* [What the task requires]:
A line qualifies if it holds the string "defaults". Copy every qualifying line from the records.

= Beginning of Section =

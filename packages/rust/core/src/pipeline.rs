//! End-to-end `enrich` pipeline: CSV → search → model → parse → tags → CSV.

use std::path::PathBuf;
use std::time::Instant;

use chrono::{DateTime, Utc};
use serde::Serialize;
use tracing::{Instrument, debug, debug_span, info, instrument};

use clientintel_insight::{
    Extraction, InsightExtractor, ModelOptions, materialize_tags, parse_response,
};
use clientintel_search::{QueryFilters, SearchClient, SearchOptions, SearchOutcome, build_query};
use clientintel_shared::{
    AppConfig, ClientIntelError, ClientRecord, Credentials, EnrichedRecord, Result, RunId,
};

/// `Raw Data Found` value for a record without snippets.
pub const NO_DATA: &str = "No data";

// ---------------------------------------------------------------------------
// Run statistics
// ---------------------------------------------------------------------------

/// Counters for one run, also written as the optional JSON report.
#[derive(Debug, Clone, Serialize)]
pub struct RunStats {
    pub run_id: RunId,
    pub started_at: DateTime<Utc>,
    #[serde(skip_serializing_if = "Option::is_none")]
    pub finished_at: Option<DateTime<Utc>>,
    pub model: String,
    /// Rows processed.
    pub records: usize,
    /// Search requests sent (successful or not).
    pub searches_issued: usize,
    /// Search requests that failed.
    pub searches_failed: usize,
    /// Searches skipped because the quota was spent.
    pub quota_skipped: usize,
    /// Rows that ended with no snippets.
    pub no_evidence: usize,
    /// Model requests that returned text.
    pub model_calls: usize,
    /// Model requests that failed and used the fallback text.
    pub model_fallbacks: usize,
}

impl RunStats {
    pub fn new(model: impl Into<String>) -> Self {
        Self {
            run_id: RunId::new(),
            started_at: Utc::now(),
            finished_at: None,
            model: model.into(),
            records: 0,
            searches_issued: 0,
            searches_failed: 0,
            quota_skipped: 0,
            no_evidence: 0,
            model_calls: 0,
            model_fallbacks: 0,
        }
    }

    fn record_search(&mut self, outcome: &SearchOutcome) {
        match outcome {
            SearchOutcome::Snippets(_) => self.searches_issued += 1,
            SearchOutcome::Failed => {
                self.searches_issued += 1;
                self.searches_failed += 1;
            }
            SearchOutcome::QuotaExhausted => self.quota_skipped += 1,
        }
    }

    fn record_extraction(&mut self, extraction: &Extraction) {
        match extraction {
            Extraction::NoEvidence => {}
            Extraction::Completed(_) => self.model_calls += 1,
            Extraction::Fallback(_) => self.model_fallbacks += 1,
        }
    }
}
//! ClientIntel CLI: enrich a client table with public-web insights.
//!
//! Searches each client by name and state, asks a language model for a
//! summary, tags, and an outreach email, and writes the table back out.

mod commands;

use clap::Parser;
use color_eyre::eyre::Result;

use commands::Cli;

#[tokio::main]
async fn main() -> Result<()> {
    color_eyre::install()?;
    let cli = Cli::parse();
    commands::init_tracing(&cli);
    commands::run(cli).await
}
//! Core pipeline orchestration for ClientIntel.
//!
//! This crate ties the record source, search client, insight extractor, and
//! record sink together into one sequential run over a client table.

pub mod pipeline;
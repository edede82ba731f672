//! Shared types, error model, and configuration for ClientIntel.
//!
//! This crate is the foundation depended on by all other ClientIntel crates.
//! It provides:
//! - [`ClientIntelError`]: the unified error type
//! - Domain types ([`ClientRecord`], [`ParsedInsight`], [`TagVocabulary`], [`EnrichedRecord`])
//! - Configuration ([`AppConfig`], credential and config loading)

pub mod config;
pub mod error;
pub mod types;

// Re-export public API at crate root for ergonomic imports.
pub use config::{
    AppConfig, ColumnsConfig, Credentials, ModelConfig, PipelineConfig, SearchConfig, config_dir,
    config_file_path, init_config, load_config, load_config_from, load_credentials,
    load_credentials_with, parse_url,
};
pub use error::{ClientIntelError, Result};
pub use types::{
    ClientRecord, DEFAULT_CONFIDENCE, DEFAULT_EMAIL, DEFAULT_LOW_CONFIDENCE_TAG, DEFAULT_SUMMARY,
    DEFAULT_TAGS, EnrichedRecord, ParsedInsight, RunId, TagFlags, TagVocabulary,
};
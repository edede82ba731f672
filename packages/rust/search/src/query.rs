//! Query Builder: turn a client's name and state into a search query.

/// Keyword and site filters OR-ed into every query.
#[derive(Debug, Clone, Default)]
pub struct QueryFilters {
    /// Event/role keywords, e.g. `obituary`, `promoted`.
    pub keywords: Vec<String>,
    /// Domains turned into `site:` restrictions.
    pub sites: Vec<String>,
}

impl QueryFilters {
    /// Filters that add nothing to the query.
    pub fn none() -> Self {
        Self::default()
    }
}

/// Build a query of the form
/// `"<name>" <state> (kw1 OR kw2 ...) (site:a OR site:b ...)`.
///
/// A blank name drops the quoted phrase rather than emitting `""`. Empty
/// keyword or site lists drop their group. Never fails.
pub fn build_query(full_name: &str, state: &str, filters: &QueryFilters) -> String {
    let mut parts: Vec<String> = Vec::new();

    let name = collapse_whitespace(full_name).replace('"', "");
    if !name.is_empty() {
        parts.push(format!("\"{name}\""));
    }

    let state = state.trim();
    if !state.is_empty() {
        parts.push(state.to_string());
    }

    if let Some(group) = or_group(filters.keywords.iter().map(|k| quote_if_phrase(k))) {
        parts.push(group);
    }

    if let Some(group) = or_group(
        filters
            .sites
            .iter()
            .map(|s| s.trim())
            .filter(|s| !s.is_empty())
            .map(|s| format!("site:{s}")),
    ) {
        parts.push(group);
    }

    parts.join(" ")
}

/// `(a OR b OR c)`, a bare term for a single entry, or `None` when empty.
fn or_group(terms: impl Iterator<Item = String>) -> Option<String> {
    let terms: Vec<String> = terms.filter(|t| !t.is_empty()).collect();
    match terms.len() {
        0 => None,
        1 => Some(terms[0].clone()),
        _ => Some(format!("({})", terms.join(" OR "))),
    }
}

/// Multi-word keywords become exact phrases.
fn quote_if_phrase(keyword: &str) -> String {
    let keyword = collapse_whitespace(keyword).replace('"', "");
    if keyword.contains(' ') {
        format!("\"{keyword}\"")
    } else {
        keyword
    }
}

fn collapse_whitespace(s: &str) -> String {
    s.split_whitespace().collect::<Vec<_>>().join(" ")
}
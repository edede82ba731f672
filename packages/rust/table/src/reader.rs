//! Record Source: read client rows from CSV.

use std::io::Read;
use std::path::Path;

use tracing::{debug, info, instrument, warn};

use clientintel_shared::{ClientIntelError, ClientRecord, ColumnsConfig, Result};

use crate::ClientTable;

/// Read a client table from a CSV file on disk.
#[instrument(skip_all, fields(path = %path.display()))]
pub fn read_clients_from_path(path: &Path, columns: &ColumnsConfig) -> Result<ClientTable> {
    let file = std::fs::File::open(path).map_err(|e| ClientIntelError::io(path, e))?;
    let table = read_clients(file, columns)?;
    info!(rows = table.records.len(), "client table loaded");
    Ok(table)
}

/// Read a client table from any CSV source with a header row.
///
/// Name and state come from the configured columns; a missing column or cell
/// yields an empty string. Rows are normalized to the header width so every
/// original cell can be written back out unchanged.
pub fn read_clients<R: Read>(source: R, columns: &ColumnsConfig) -> Result<ClientTable> {
    let mut reader = csv::ReaderBuilder::new()
        .flexible(true)
        .from_reader(source);

    let headers: Vec<String> = reader
        .headers()
        .map_err(|e| ClientIntelError::input(format!("failed to read header row: {e}")))?
        .iter()
        .map(str::to_string)
        .collect();

    if headers.is_empty() {
        return Err(ClientIntelError::input("input table has no header row"));
    }

    let first_idx = column_index(&headers, &columns.first_name);
    let last_idx = column_index(&headers, &columns.last_name);
    let state_idx = column_index(&headers, &columns.state);

    for (name, idx) in [
        (&columns.first_name, first_idx),
        (&columns.last_name, last_idx),
        (&columns.state, state_idx),
    ] {
        if idx.is_none() {
            warn!(column = %name, "input column missing, using empty values");
        }
    }

    let mut records = Vec::new();
    for (row_idx, result) in reader.records().enumerate() {
        let row = result.map_err(|e| {
            ClientIntelError::input(format!("failed to read row {}: {e}", row_idx + 1))
        })?;

        if row.len() > headers.len() {
            warn!(
                row = row_idx + 1,
                cells = row.len(),
                columns = headers.len(),
                "row has more cells than headers, extra cells dropped"
            );
        }

        let mut cells: Vec<String> = row.iter().take(headers.len()).map(str::to_string).collect();
        cells.resize(headers.len(), String::new());

        let cell = |idx: Option<usize>| {
            idx.and_then(|i| cells.get(i))
                .map(|s| s.trim().to_string())
                .unwrap_or_default()
        };

        let first_name = cell(first_idx);
        let last_name = cell(last_idx);
        let state = cell(state_idx);

        let record = ClientRecord {
            first_name,
            last_name,
            state,
            cells,
        };
        debug!(row = row_idx + 1, name = %record.full_name(), "read client row");
        records.push(record);
    }

    Ok(ClientTable { headers, records })
}

/// Locate a column by header, exact match first, then case-insensitive.
fn column_index(headers: &[String], name: &str) -> Option<usize> {
    headers
        .iter()
        .position(|h| h.trim() == name)
        .or_else(|| {
            headers
                .iter()
                .position(|h| h.trim().eq_ignore_ascii_case(name))
        })
}
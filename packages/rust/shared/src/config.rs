//! Application configuration for ClientIntel.
//!
//! User config lives at `~/.clientintel/clientintel.toml`.
//! CLI flags override config file values, which override defaults.
//! API keys are never stored in the file; it only names the env vars.

use std::path::{Path, PathBuf};

use serde::{Deserialize, Serialize};
use url::Url;

use crate::error::{ClientIntelError, Result};
use crate::types::{DEFAULT_LOW_CONFIDENCE_TAG, DEFAULT_TAGS, TagVocabulary};

/// Default configuration file name.
const CONFIG_FILE_NAME: &str = "clientintel.toml";

/// Default config directory name under the user's home.
const CONFIG_DIR_NAME: &str = ".clientintel";

// ---------------------------------------------------------------------------
// Config structs (matching clientintel.toml schema)
// ---------------------------------------------------------------------------

/// Top-level application config, deserialized from TOML.
#[derive(Debug, Clone, Default, Serialize, Deserialize)]
pub struct AppConfig {
    /// Web search API settings.
    #[serde(default)]
    pub search: SearchConfig,

    /// Language model settings.
    #[serde(default)]
    pub model: ModelConfig,

    /// Query filters and tag vocabulary.
    #[serde(default)]
    pub pipeline: PipelineConfig,

    /// Input column names.
    #[serde(default)]
    pub columns: ColumnsConfig,
}

/// `[search]` section.
#[derive(Debug, Clone, Serialize, Deserialize)]
pub struct SearchConfig {
    /// Search API endpoint.
    #[serde(default = "default_search_endpoint")]
    pub endpoint: String,

    /// Name of the env var holding the search API key.
    #[serde(default = "default_search_key_env")]
    pub api_key_env: String,

    /// Name of the env var holding the search scope id (`cx`).
    #[serde(default = "default_engine_id_env")]
    pub engine_id_env: String,

    /// Per-request timeout.
    #[serde(default = "default_search_timeout")]
    pub timeout_secs: u64,

    /// Maximum number of search calls in one run.
    #[serde(default = "default_max_queries")]
    pub max_queries: u32,

    /// Pause after every search call, in milliseconds.
    #[serde(default = "default_delay_ms")]
    pub delay_ms: u64,
}

impl Default for SearchConfig {
    fn default() -> Self {
        Self {
            endpoint: default_search_endpoint(),
            api_key_env: default_search_key_env(),
            engine_id_env: default_engine_id_env(),
            timeout_secs: default_search_timeout(),
            max_queries: default_max_queries(),
            delay_ms: default_delay_ms(),
        }
    }
}

fn default_search_endpoint() -> String {
    "https://www.googleapis.com/customsearch/v1".into()
}
fn default_search_key_env() -> String {
    "GOOGLE_API_KEY".into()
}
fn default_engine_id_env() -> String {
    "SEARCH_ENGINE_ID".into()
}
fn default_search_timeout() -> u64 {
    10
}
fn default_max_queries() -> u32 {
    100
}
fn default_delay_ms() -> u64 {
    1000
}

/// `[model]` section.
#[derive(Debug, Clone, Serialize, Deserialize)]
pub struct ModelConfig {
    /// Base URL of an OpenAI-compatible API (`/chat/completions` is appended).
    #[serde(default = "default_api_base")]
    pub api_base: String,

    /// Name of the env var holding the model API key.
    #[serde(default = "default_model_key_env")]
    pub api_key_env: String,

    /// Model id.
    #[serde(default = "default_model")]
    pub model: String,

    /// Sampling temperature.
    #[serde(default = "default_temperature")]
    pub temperature: f32,

    /// Per-request timeout.
    #[serde(default = "default_model_timeout")]
    pub timeout_secs: u64,
}

impl Default for ModelConfig {
    fn default() -> Self {
        Self {
            api_base: default_api_base(),
            api_key_env: default_model_key_env(),
            model: default_model(),
            temperature: default_temperature(),
            timeout_secs: default_model_timeout(),
        }
    }
}

fn default_api_base() -> String {
    "https://api.openai.com/v1".into()
}
fn default_model_key_env() -> String {
    "OPENAI_API_KEY".into()
}
fn default_model() -> String {
    "gpt-3.5-turbo".into()
}
fn default_temperature() -> f32 {
    0.5
}
fn default_model_timeout() -> u64 {
    30
}

/// `[pipeline]` section.
#[derive(Debug, Clone, Serialize, Deserialize)]
pub struct PipelineConfig {
    /// Tag labels, in output column order.
    #[serde(default = "default_tag_vocabulary")]
    pub tag_vocabulary: Vec<String>,

    /// Tag raised on low confidence. Empty string disables it.
    #[serde(default = "default_low_confidence_tag")]
    pub low_confidence_tag: String,

    /// Event/role keywords OR-ed into the query.
    #[serde(default = "default_query_keywords")]
    pub query_keywords: Vec<String>,

    /// Sites OR-ed into the query as `site:` restrictions.
    #[serde(default = "default_query_sites")]
    pub query_sites: Vec<String>,

    /// Whether to add the keyword and site groups at all.
    #[serde(default = "default_true")]
    pub use_filters: bool,

    /// Skip the model call when search found nothing.
    #[serde(default = "default_true")]
    pub skip_model_without_evidence: bool,
}

impl Default for PipelineConfig {
    fn default() -> Self {
        Self {
            tag_vocabulary: default_tag_vocabulary(),
            low_confidence_tag: default_low_confidence_tag(),
            query_keywords: default_query_keywords(),
            query_sites: default_query_sites(),
            use_filters: true,
            skip_model_without_evidence: true,
        }
    }
}

fn default_tag_vocabulary() -> Vec<String> {
    DEFAULT_TAGS.iter().map(|t| (*t).to_string()).collect()
}
fn default_low_confidence_tag() -> String {
    DEFAULT_LOW_CONFIDENCE_TAG.into()
}
fn default_query_keywords() -> Vec<String> {
    [
        "obituary",
        "wedding",
        "married",
        "engaged",
        "baby",
        "born",
        "promoted",
        "joined",
        "hired",
        "appointed",
        "retired",
        "moved",
        "relocated",
    ]
    .iter()
    .map(|k| (*k).to_string())
    .collect()
}
fn default_query_sites() -> Vec<String> {
    [
        "linkedin.com",
        "legacy.com",
        "theknot.com",
        "zillow.com",
        "patch.com",
    ]
    .iter()
    .map(|s| (*s).to_string())
    .collect()
}
fn default_true() -> bool {
    true
}

/// `[columns]` section: header names in the input table.
#[derive(Debug, Clone, Serialize, Deserialize)]
pub struct ColumnsConfig {
    #[serde(default = "default_first_name_column")]
    pub first_name: String,
    #[serde(default = "default_last_name_column")]
    pub last_name: String,
    #[serde(default = "default_state_column")]
    pub state: String,
}

impl Default for ColumnsConfig {
    fn default() -> Self {
        Self {
            first_name: default_first_name_column(),
            last_name: default_last_name_column(),
            state: default_state_column(),
        }
    }
}

fn default_first_name_column() -> String {
    "First Name".into()
}
fn default_last_name_column() -> String {
    "Last Name".into()
}
fn default_state_column() -> String {
    "State".into()
}

impl AppConfig {
    /// Build the tag vocabulary from `[pipeline]`.
    pub fn tag_vocabulary(&self) -> Result<TagVocabulary> {
        let low = self.pipeline.low_confidence_tag.trim();
        let low = (!low.is_empty()).then(|| low.to_string());
        TagVocabulary::new(self.pipeline.tag_vocabulary.clone(), low)
    }

    /// Check values that serde cannot: URLs and numeric ranges.
    pub fn validate(&self) -> Result<()> {
        parse_url("search.endpoint", &self.search.endpoint)?;
        parse_url("model.api_base", &self.model.api_base)?;

        if !(0.0..=2.0).contains(&self.model.temperature) {
            return Err(ClientIntelError::config(format!(
                "model.temperature must be between 0 and 2, got {}",
                self.model.temperature
            )));
        }

        self.tag_vocabulary()
            .map_err(|e| ClientIntelError::config(e.to_string()))?;

        Ok(())
    }
}

/// Parse a URL-valued config key.
pub fn parse_url(key: &str, value: &str) -> Result<Url> {
    Url::parse(value).map_err(|e| ClientIntelError::config(format!("{key} '{value}': {e}")))
}

// ---------------------------------------------------------------------------
// Credentials
// ---------------------------------------------------------------------------

/// Secrets required before a run can start.
#[derive(Clone)]
pub struct Credentials {
    pub search_api_key: String,
    pub search_engine_id: String,
    pub model_api_key: String,
}

impl std::fmt::Debug for Credentials {
    fn fmt(&self, f: &mut std::fmt::Formatter<'_>) -> std::fmt::Result {
        f.debug_struct("Credentials")
            .field("search_api_key", &"<redacted>")
            .field("search_engine_id", &"<redacted>")
            .field("model_api_key", &"<redacted>")
            .finish()
    }
}

/// Read all credentials from the environment. Any missing or empty value is
/// an error naming every variable that needs to be set.
pub fn load_credentials(config: &AppConfig) -> Result<Credentials> {
    load_credentials_with(config, |name| std::env::var(name).ok())
}

/// Like [`load_credentials`], with a custom variable lookup.
pub fn load_credentials_with(
    config: &AppConfig,
    lookup: impl Fn(&str) -> Option<String>,
) -> Result<Credentials> {
    let mut missing = Vec::new();
    let mut fetch = |name: &str| match lookup(name) {
        Some(val) if !val.trim().is_empty() => val,
        _ => {
            missing.push(name.to_string());
            String::new()
        }
    };

    let search_api_key = fetch(&config.search.api_key_env);
    let search_engine_id = fetch(&config.search.engine_id_env);
    let model_api_key = fetch(&config.model.api_key_env);

    if !missing.is_empty() {
        return Err(ClientIntelError::config(format!(
            "credentials not found. Set the {} environment variable(s).",
            missing.join(", ")
        )));
    }

    Ok(Credentials {
        search_api_key,
        search_engine_id,
        model_api_key,
    })
}

// ---------------------------------------------------------------------------
// Config loading
// ---------------------------------------------------------------------------

/// Get the path to the config directory (`~/.clientintel/`).
pub fn config_dir() -> Result<PathBuf> {
    let home = dirs::home_dir()
        .ok_or_else(|| ClientIntelError::config("could not determine home directory"))?;
    Ok(home.join(CONFIG_DIR_NAME))
}

/// Get the path to the config file (`~/.clientintel/clientintel.toml`).
pub fn config_file_path() -> Result<PathBuf> {
    Ok(config_dir()?.join(CONFIG_FILE_NAME))
}

/// Load the application config from disk. Returns defaults if the file does not exist.
pub fn load_config() -> Result<AppConfig> {
    let path = config_file_path()?;

    if !path.exists() {
        tracing::debug!(?path, "config file not found, using defaults");
        return Ok(AppConfig::default());
    }

    load_config_from(&path)
}

/// Load the application config from a specific file path.
pub fn load_config_from(path: &Path) -> Result<AppConfig> {
    let content = std::fs::read_to_string(path).map_err(|e| ClientIntelError::io(path, e))?;

    toml::from_str(&content).map_err(|e| {
        ClientIntelError::config(format!("failed to parse {}: {e}", path.display()))
    })
}

/// Create the config directory and write a default config file.
/// Returns the path to the created file.
pub fn init_config() -> Result<PathBuf> {
    let dir = config_dir()?;
    std::fs::create_dir_all(&dir).map_err(|e| ClientIntelError::io(&dir, e))?;

    let path = dir.join(CONFIG_FILE_NAME);
    let config = AppConfig::default();
    let content =
        toml::to_string_pretty(&config).map_err(|e| ClientIntelError::config(e.to_string()))?;

    std::fs::write(&path, content).map_err(|e| ClientIntelError::io(&path, e))?;
    tracing::info!(?path, "created default config file");

    Ok(path)
}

= End of Section =

* [Output]:
//! CLI flags override config file values, which override defaults.
/// Load the application config from disk. Returns defaults if the file does not exist.
        tracing::debug!(?path, "config file not found, using defaults");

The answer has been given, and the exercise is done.